Baseball has a significant problem. It isn’t steroids or performance enhancing drugs and it isn’t tobacco use or betting on the games by players or managers. The problem baseball has starts where the game itself starts and that’s on the pitcher’s mound.
While the number of Tommy John surgeries may just be an exception to the normal rule in 2014, we cannot just dismiss them as such. More and more pitchers are missing entire seasons because of the need for Tommy John surgery and personally, I don’t think this should be seen as a surprise.
Consider for a second the career leaders in innings pitched in Major League Baseball. On the list of the top 100 pitchers with the most innings pitched, there is not one active pitcher on the list. Think about that for a second; not one active pitcher on the top 100 of career innings pitched.
The argument made here will be that baseball and baseball strategy are entirely different animals today then they were 100 years ago and I can’t dismiss that case at all because it’s true. If you look at the record for most innings pitched in a single season, you would have to go to number 105 before you hit a pitcher from the 1900’s.
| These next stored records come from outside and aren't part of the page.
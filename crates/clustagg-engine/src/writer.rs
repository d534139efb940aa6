use crate::aggregate::Aggregation;
use crate::records::{MethodRunRecord, MetricRecord};
use crate::scores::ScoreValue;
use anyhow::{Context, Result};
use chrono::Utc;
use serde_json::{Map, Number, Value};
use std::collections::{BTreeSet, HashSet};
use std::fs;
use std::io::{BufWriter, Write};
use std::path::{Path, PathBuf};
use tracing::warn;

pub const METHOD_COLUMNS: [&str; 16] = [
    "source_dir",
    "backend",
    "run_timestamp",
    "dataset_generator",
    "dataset_name",
    "true_k",
    "has_noise",
    "method",
    "seed",
    "execution_time_seconds",
    "runtime",
    "threads",
    "disk_read",
    "disk_write",
    "avg_load",
    "peak_rss",
];

pub const METRIC_META_COLUMNS: [&str; 14] = [
    "source_dir",
    "backend",
    "run_timestamp",
    "dataset_generator",
    "dataset_name",
    "true_k",
    "has_noise",
    "method",
    "seed",
    "metric",
    "score",
    "duplicate_k_anomaly",
    "empty_file",
    "missing_true_k_score",
];

#[derive(Debug, Clone, Copy, PartialEq, Eq)]
pub enum OutputFormat {
    Csv,
    Json,
    Both,
}

impl OutputFormat {
    pub fn as_str(&self) -> &'static str {
        match self {
            OutputFormat::Csv => "csv",
            OutputFormat::Json => "json",
            OutputFormat::Both => "both",
        }
    }

    fn csv(self) -> bool {
        matches!(self, OutputFormat::Csv | OutputFormat::Both)
    }

    fn json(self) -> bool {
        matches!(self, OutputFormat::Json | OutputFormat::Both)
    }
}

#[derive(Debug, Clone, Default, PartialEq, Eq)]
pub struct WrittenTables {
    pub files: Vec<PathBuf>,
}

#[derive(Debug, Clone, PartialEq)]
enum Cell {
    Empty,
    Text(String),
    Int(u64),
    Float(f64),
    Bool(bool),
}

impl Cell {
    fn text(s: &str) -> Self {
        Cell::Text(s.to_string())
    }

    fn opt_text(s: Option<&str>) -> Self {
        s.map(Cell::text).unwrap_or(Cell::Empty)
    }

    fn opt_int(v: Option<u64>) -> Self {
        v.map(Cell::Int).unwrap_or(Cell::Empty)
    }

    fn opt_float(v: Option<f64>) -> Self {
        v.map(Cell::Float).unwrap_or(Cell::Empty)
    }

    fn opt_bool(v: Option<bool>) -> Self {
        v.map(Cell::Bool).unwrap_or(Cell::Empty)
    }

    fn score(v: Option<&ScoreValue>) -> Self {
        match v {
            Some(ScoreValue::Number(n)) => Cell::Float(*n),
            Some(ScoreValue::Text(s)) => Cell::Text(s.clone()),
            None => Cell::Empty,
        }
    }

    fn render(&self) -> String {
        match self {
            Cell::Empty => String::new(),
            Cell::Text(s) => s.clone(),
            Cell::Int(v) => v.to_string(),
            Cell::Float(v) => v.to_string(),
            Cell::Bool(v) => v.to_string(),
        }
    }

    fn to_json(&self) -> Value {
        match self {
            Cell::Empty => Value::Null,
            Cell::Text(s) => Value::String(s.clone()),
            Cell::Int(v) => Value::Number((*v).into()),
            Cell::Float(v) => Number::from_f64(*v).map(Value::Number).unwrap_or(Value::Null),
            Cell::Bool(v) => Value::Bool(*v),
        }
    }
}

struct Table {
    header: Vec<String>,
    rows: Vec<Vec<Cell>>,
}

fn method_row(r: &MethodRunRecord) -> Vec<Cell> {
    let perf = &r.performance;
    vec![
        Cell::text(&r.run.source_dir),
        Cell::opt_text(r.run.backend.as_deref()),
        Cell::opt_text(r.run.run_timestamp.as_deref()),
        Cell::text(&r.identity.dataset.generator),
        Cell::text(&r.identity.dataset.name),
        Cell::opt_int(r.ground_truth.true_k.map(u64::from)),
        Cell::opt_bool(r.ground_truth.has_noise),
        Cell::text(&r.identity.method),
        Cell::opt_int(r.identity.seed),
        Cell::opt_float(perf.execution_time_seconds),
        Cell::opt_float(perf.runtime),
        Cell::opt_int(perf.threads),
        Cell::opt_int(perf.disk_read),
        Cell::opt_int(perf.disk_write),
        Cell::opt_float(perf.avg_load),
        Cell::opt_int(perf.peak_rss),
    ]
}

fn method_table(records: &[MethodRunRecord]) -> Table {
    Table {
        header: METHOD_COLUMNS.iter().map(|c| c.to_string()).collect(),
        rows: records.iter().map(method_row).collect(),
    }
}

pub fn metric_score_columns(records: &[MetricRecord]) -> (Vec<u32>, Vec<String>) {
    let ks: BTreeSet<u32> = records.iter().flat_map(|r| r.scores.keys().copied()).collect();
    let extras: BTreeSet<&String> = records.iter().flat_map(|r| r.extra_columns.keys()).collect();
    (
        ks.into_iter().collect(),
        extras.into_iter().cloned().collect(),
    )
}

/// Extra columns whose name collides with an earlier column get an `extra:`
/// prefix.
pub fn metric_header(records: &[MetricRecord]) -> Vec<String> {
    let (ks, extras) = metric_score_columns(records);
    let mut header: Vec<String> = METRIC_META_COLUMNS
        .iter()
        .map(|c| c.to_string())
        .chain(ks.iter().map(|k| format!("k={}", k)))
        .collect();
    let mut taken: HashSet<String> = header.iter().cloned().collect();
    for extra in extras {
        let mut column = extra.clone();
        while taken.contains(&column) {
            column = format!("extra:{}", column);
        }
        if column != extra {
            warn!(
                column = %extra,
                renamed = %column,
                "score table column clashes with a metric column"
            );
        }
        taken.insert(column.clone());
        header.push(column);
    }
    header
}

fn metric_table(records: &[MetricRecord]) -> Table {
    let (ks, extras) = metric_score_columns(records);
    let rows = records
        .iter()
        .map(|r| {
            let mut row = vec![
                Cell::text(&r.run.source_dir),
                Cell::opt_text(r.run.backend.as_deref()),
                Cell::opt_text(r.run.run_timestamp.as_deref()),
                Cell::text(&r.identity.dataset.generator),
                Cell::text(&r.identity.dataset.name),
                Cell::opt_int(r.ground_truth.true_k.map(u64::from)),
                Cell::opt_bool(r.ground_truth.has_noise),
                Cell::text(&r.identity.method),
                Cell::opt_int(r.identity.seed),
                Cell::text(&r.metric),
                Cell::opt_float(r.score),
                Cell::Bool(r.duplicate_k_anomaly),
                Cell::Bool(r.empty_file),
                Cell::Bool(r.missing_true_k_score),
            ];
            row.extend(ks.iter().map(|k| Cell::score(r.scores.get(k))));
            row.extend(extras.iter().map(|c| Cell::score(r.extra_columns.get(c))));
            row
        })
        .collect();
    Table {
        header: metric_header(records),
        rows,
    }
}

pub fn output_stem(aggregation: &Aggregation) -> String {
    match aggregation.source_dirs.as_slice() {
        [dir] => match (&aggregation.backend, &aggregation.timestamp) {
            (Some(backend), Some(ts)) => {
                format!("clustbench_aggregated_{}_{}_{}", dir, backend, ts)
            }
            _ => format!("clustbench_aggregated_{}", dir),
        },
        dirs => {
            let backends = if aggregation.backends.len() <= 3 {
                aggregation.backends.join("_")
            } else {
                format!("{}_backends", aggregation.backends.len())
            };
            format!(
                "clustbench_aggregated_multi_{}_dirs_{}_{}",
                dirs.len(),
                backends,
                Utc::now().format("%Y%m%d%H%M")
            )
        }
    }
}

/// Writes `<stem>_methods`, `<stem>_metrics` in the requested formats, and
/// the duplicate-k anomaly list when it is not empty.
pub fn write_tables(
    aggregation: &Aggregation,
    out_dir: &Path,
    format: OutputFormat,
) -> Result<WrittenTables> {
    fs::create_dir_all(out_dir)
        .with_context(|| format!("failed to create output dir {}", out_dir.display()))?;
    let stem = output_stem(aggregation);
    let tables = [
        ("methods", method_table(&aggregation.method_records)),
        ("metrics", metric_table(&aggregation.metric_records)),
    ];

    let mut written = WrittenTables::default();
    for (suffix, table) in &tables {
        if format.csv() {
            let path = out_dir.join(format!("{}_{}.csv", stem, suffix));
            write_csv(&path, table)?;
            written.files.push(path);
        }
        if format.json() {
            let path = out_dir.join(format!("{}_{}.jsonl", stem, suffix));
            write_jsonl(&path, table)?;
            written.files.push(path);
        }
    }
    if !aggregation.anomaly_files.is_empty() {
        let path = out_dir.join(format!("{}_duplicate_k_anomalies.txt", stem));
        write_anomaly_list(&path, &aggregation.anomaly_files)?;
        written.files.push(path);
    }
    Ok(written)
}

fn write_csv(path: &Path, table: &Table) -> Result<()> {
    let mut writer = csv::Writer::from_path(path)
        .with_context(|| format!("failed to create {}", path.display()))?;
    writer.write_record(&table.header)?;
    for row in &table.rows {
        writer.write_record(row.iter().map(Cell::render))?;
    }
    writer
        .flush()
        .with_context(|| format!("failed to flush {}", path.display()))?;
    Ok(())
}

fn write_jsonl(path: &Path, table: &Table) -> Result<()> {
    let file =
        fs::File::create(path).with_context(|| format!("failed to create {}", path.display()))?;
    let mut out = BufWriter::new(file);
    for row in &table.rows {
        let object: Map<String, Value> = table
            .header
            .iter()
            .cloned()
            .zip(row.iter().map(Cell::to_json))
            .collect();
        serde_json::to_writer(&mut out, &Value::Object(object))?;
        out.write_all(b"\n")?;
    }
    out.flush()?;
    Ok(())
}

fn write_anomaly_list(path: &Path, files: &[PathBuf]) -> Result<()> {
    let body: String = files
        .iter()
        .map(|f| format!("{}\n", f.display()))
        .collect();
    fs::write(path, body).with_context(|| format!("failed to write {}", path.display()))
}
use chrono::Utc;
use clustagg_engine::{
    aggregate_roots, write_tables, AggregatorConfig, Aggregation, DatasetIdentity,
    MethodRunIdentity, OutputFormat, RunTag,
};
use flate2::write::GzEncoder;
use flate2::Compression;
use std::collections::HashSet;
use std::fs;
use std::io::Write;
use std::path::{Path, PathBuf};
use std::sync::atomic::{AtomicUsize, Ordering};

static SEQ: AtomicUsize = AtomicUsize::new(0);

struct TempTree {
    root: PathBuf,
}

impl TempTree {
    fn new(tag: &str) -> Self {
        let root = std::env::temp_dir().join(format!(
            "clustagg_it_{}_{}_{}_{}",
            tag,
            std::process::id(),
            Utc::now().timestamp_micros(),
            SEQ.fetch_add(1, Ordering::Relaxed)
        ));
        fs::create_dir_all(&root).expect("temp root");
        Self { root }
    }
}

impl Drop for TempTree {
    fn drop(&mut self) {
        let _ = fs::remove_dir_all(&self.root);
    }
}

fn write_gz(path: &Path, content: &str) {
    fs::create_dir_all(path.parent().expect("parent")).expect("mkdir");
    let file = fs::File::create(path).expect("create");
    let mut encoder = GzEncoder::new(file, Compression::default());
    encoder.write_all(content.as_bytes()).expect("write");
    encoder.finish().expect("finish");
}

const DATASETS: [(&str, &str, &[i64]); 3] = [
    ("fcps", "atom", &[1, 1, 2, 2, 1, 2]),
    ("fcps", "lsun", &[1, 2, 3, 3, 2, 1]),
    ("wut", "x2", &[0, 1, 1, 2, 2, 0]),
];
const METHODS: [&str; 3] = [
    "method-kmeans_seed-1",
    "method-kmeans_seed-2",
    "fastcluster/linkage-ward",
];
const METRICS: [&str; 3] = ["ari", "ami", "nmi"];

/// Three datasets, three method runs and three metrics per run directory.
fn build_run(run: &Path) {
    for (generator, name, labels) in DATASETS {
        let dataset_dir = run
            .join("data/clustbench")
            .join(format!("dataset_generator-{}_dataset_name-{}", generator, name));
        let body: String = labels.iter().map(|l| format!("{}\n", l)).collect();
        write_gz(&dataset_dir.join("clustbench.labels0.gz"), &body);
        for method in METHODS {
            let method_dir = dataset_dir.join("clustering").join(method);
            fs::create_dir_all(&method_dir).expect("method dir");
            fs::write(
                method_dir.join("perf.json"),
                r#"{"total_time_secs": 12.5, "max_threads": 4, "peak_mem_rss_kb": 2048}"#,
            )
            .expect("perf");
            for metric in METRICS {
                write_gz(
                    &method_dir
                        .join("metrics/partition_metrics")
                        .join(format!("metric-{}", metric))
                        .join("clustbench.scores.gz"),
                    "k=1,k=2,k=3,k=4\n0.1,0.8,0.7,0.6\n",
                );
            }
        }
    }
}

fn two_run_tree(tag: &str) -> (TempTree, PathBuf, PathBuf, PathBuf) {
    let tree = TempTree::new(tag);
    let bench = tree.root.join("bench");
    let conda = bench.join("out_conda-202506231301");
    let apptainer = bench.join("out-apptainer_202505301205");
    build_run(&conda);
    build_run(&apptainer);
    fs::create_dir_all(bench.join("notes")).expect("notes");
    (tree, bench, conda, apptainer)
}

fn sequential() -> AggregatorConfig {
    AggregatorConfig::default().with_workers(1)
}

#[test]
fn one_method_record_per_method_run_and_one_metric_record_per_file() {
    let (_tree, bench, _, _) = two_run_tree("counts");
    let agg = aggregate_roots(&[bench], &sequential()).expect("aggregate");

    assert_eq!(agg.summary.run_directories, 2);
    assert_eq!(agg.summary.score_files, 54);
    assert_eq!(agg.metric_records.len(), 54);
    assert_eq!(agg.method_records.len(), 18);
    assert_eq!(agg.summary.failed_files, 0);
    assert_eq!(agg.distinct_datasets(), 3);
    assert_eq!(agg.distinct_methods(), 2);
    assert_eq!(agg.distinct_metrics(), 3);

    let keys: HashSet<(RunTag, MethodRunIdentity)> =
        agg.method_records.iter().map(|r| r.dedup_key()).collect();
    assert_eq!(keys.len(), agg.method_records.len());
}

#[test]
fn both_run_directory_naming_variants_are_recognized() {
    let (_tree, bench, _, _) = two_run_tree("naming");
    let agg = aggregate_roots(&[bench], &sequential()).expect("aggregate");

    let runs: HashSet<(Option<String>, Option<String>)> = agg
        .method_records
        .iter()
        .map(|r| (r.run.backend.clone(), r.run.run_timestamp.clone()))
        .collect();
    assert!(runs.contains(&(Some("conda".to_string()), Some("202506231301".to_string()))));
    assert!(runs.contains(&(Some("apptainer".to_string()), Some("202505301205".to_string()))));
    assert_eq!(runs.len(), 2);
    assert_eq!(agg.backend, None);
    assert_eq!(agg.source_dirs, vec!["bench".to_string()]);
}

#[test]
fn metric_and_method_streams_agree() {
    let (_tree, bench, _, _) = two_run_tree("consistency");
    let agg = aggregate_roots(&[bench], &sequential()).expect("aggregate");

    let method_keys: HashSet<(RunTag, MethodRunIdentity)> =
        agg.method_records.iter().map(|r| r.dedup_key()).collect();
    let metric_keys: HashSet<(RunTag, MethodRunIdentity)> = agg
        .metric_records
        .iter()
        .map(|r| (r.run.clone(), r.identity.clone()))
        .collect();
    assert_eq!(method_keys, metric_keys);

    for metric in &agg.metric_records {
        let method = agg
            .method_records
            .iter()
            .find(|m| m.run == metric.run && m.identity == metric.identity)
            .expect("matching method record");
        assert_eq!(method.ground_truth, metric.ground_truth);
    }
}

#[test]
fn ground_truth_and_scores_follow_the_labels() {
    let (_tree, _bench, conda, _) = two_run_tree("truth");
    let agg = aggregate_roots(&[conda], &sequential()).expect("aggregate");

    let lookup = |generator: &str, name: &str| {
        agg.metric_records
            .iter()
            .find(|r| {
                r.identity.dataset == DatasetIdentity::new(generator, name) && r.metric == "ari"
            })
            .expect("record")
    };
    let atom = lookup("fcps", "atom");
    assert_eq!(atom.ground_truth.true_k, Some(2));
    assert_eq!(atom.ground_truth.has_noise, Some(false));
    assert_eq!(atom.score, Some(0.8));

    let lsun = lookup("fcps", "lsun");
    assert_eq!(lsun.ground_truth.true_k, Some(3));
    assert_eq!(lsun.score, Some(0.7));

    let x2 = lookup("wut", "x2");
    assert_eq!(x2.ground_truth.true_k, Some(2));
    assert_eq!(x2.ground_truth.has_noise, Some(true));
    assert!(!x2.missing_true_k_score);

    let methods: HashSet<(&str, Option<u64>)> = agg
        .method_records
        .iter()
        .map(|r| (r.identity.method.as_str(), r.identity.seed))
        .collect();
    assert_eq!(
        methods,
        HashSet::from([
            ("kmeans", Some(1)),
            ("kmeans", Some(2)),
            ("fastcluster_linkage-ward", None),
        ])
    );
    assert!(agg
        .method_records
        .iter()
        .all(|r| r.performance.runtime == Some(12.5) && r.performance.threads == Some(4)));
}

#[test]
fn anomalies_and_empty_files_are_counted() {
    let (_tree, _bench, conda, _) = two_run_tree("anomalies");
    let method_dir = conda
        .join("data/clustbench/dataset_generator-fcps_dataset_name-atom")
        .join("clustering/method-kmeans_seed-1");
    let anomalous = method_dir.join("metrics/partition_metrics/metric-ari/clustbench.scores.gz");
    write_gz(&anomalous, "k=2,k=3,k=3\n0.8,0.9,0.5\n");
    write_gz(
        &method_dir.join("metrics/partition_metrics/metric-ami/clustbench.scores.gz"),
        "",
    );
    write_gz(
        &method_dir.join("metrics/partition_metrics/metric-nmi/clustbench.scores.gz"),
        "k=3,k=4\n0.7,0.6\n",
    );

    let agg = aggregate_roots(&[conda], &sequential()).expect("aggregate");
    assert_eq!(agg.summary.duplicate_k_anomalies, 1);
    assert_eq!(agg.anomaly_files, vec![anomalous]);
    assert_eq!(agg.summary.empty_files, 1);
    assert_eq!(agg.summary.missing_true_k_scores, 1);
    assert_eq!(agg.metric_records.len(), 27);
    assert_eq!(agg.method_records.len(), 9);
}

#[test]
fn aggregation_is_idempotent() {
    let (tree, bench, _, _) = two_run_tree("idempotent");
    let config = sequential();
    let first = aggregate_roots(&[bench.clone()], &config).expect("first");
    let second = aggregate_roots(&[bench], &config).expect("second");
    assert_eq!(first.method_records, second.method_records);
    assert_eq!(first.metric_records, second.metric_records);

    let out_a = tree.root.join("out_a");
    let out_b = tree.root.join("out_b");
    let written_a = write_tables(&first, &out_a, OutputFormat::Both).expect("write a");
    let written_b = write_tables(&second, &out_b, OutputFormat::Both).expect("write b");
    assert_eq!(written_a.files.len(), 4);
    for (a, b) in written_a.files.iter().zip(&written_b.files) {
        assert_eq!(a.file_name(), b.file_name());
        assert_eq!(
            fs::read_to_string(a).expect("read a"),
            fs::read_to_string(b).expect("read b")
        );
    }
    assert!(out_a.join("clustbench_aggregated_bench_metrics.csv").is_file());
}

#[test]
fn parallel_and_sequential_runs_agree() {
    let (_tree, _bench, conda, apptainer) = two_run_tree("parallel");
    let roots = vec![conda, apptainer];
    let seq: Aggregation = aggregate_roots(&roots, &sequential()).expect("sequential");
    let par: Aggregation =
        aggregate_roots(&roots, &AggregatorConfig::default().with_workers(4)).expect("parallel");

    assert_eq!(seq.method_records, par.method_records);
    assert_eq!(seq.metric_records, par.metric_records);
    assert_eq!(seq.summary, par.summary);
    assert_eq!(seq.backends, par.backends);
    assert_eq!(
        seq.source_dirs,
        vec!["out_conda-202506231301".to_string(), "out-apptainer_202505301205".to_string()]
    );
    assert_eq!(seq.backends, vec!["conda".to_string(), "apptainer".to_string()]);
}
Oh, so that many guys from the 2000’s are on there? Uh, no. The other 104 guys all pitched in the 1800’s. Back then it was routine for pitchers to throw both games of a double-header and in most cases they would throw complete games in both of the games.
Because of the incredible amounts of money going to pitchers today and the specialization of relief pitching and closers, the number of innings that starters pitch annually has dropped significantly. The question that comes from this is shouldn’t pitchers be healthier considering the fewer innings they are pitching?
It’s in that question that many of the causes of arm problems may exist. The biggest reason arm surgeries are exploding in my opinion starts in the youth leagues where kids are throwing too many innings and not always with the best mechanics. Cal Ripken, Jr. made a great point in a recent interview when he said that most youth baseball organizations today are focused on tournament-style play rather than league play.
What that means is that kids will play six or seven games in just a couple of days and coaches are relying on their ‘horses’ to pitch huge innings during those tournaments. That’s a lot of stress on young arms. As part of that equation is also the act that young kids are being taught to throw breaking balls at a tremendously growing rate and that isn’t good for the arm either.
More curve balls and more sliders means more torque and stress on the arm and more specifically the elbow. There just isn’t a need for kids to throw so many innings and so many breaking balls. Another thing to keep in mind too is the specialization of young kids which is totally wrong in my opinion. Kids are being forced to chose one sport to focus on rather than keeping the opportunity to play multiple sports.
Kids need to get out there and play different sports so that they develop different muscles. The strain that is put on the elbow of a kid who is working on his pitching motion 12 months a year is too great and that’s why we are seeing this rise in these surgeries.
We need to get back to letting kids be kids. That’s a message for parents as well as coaches.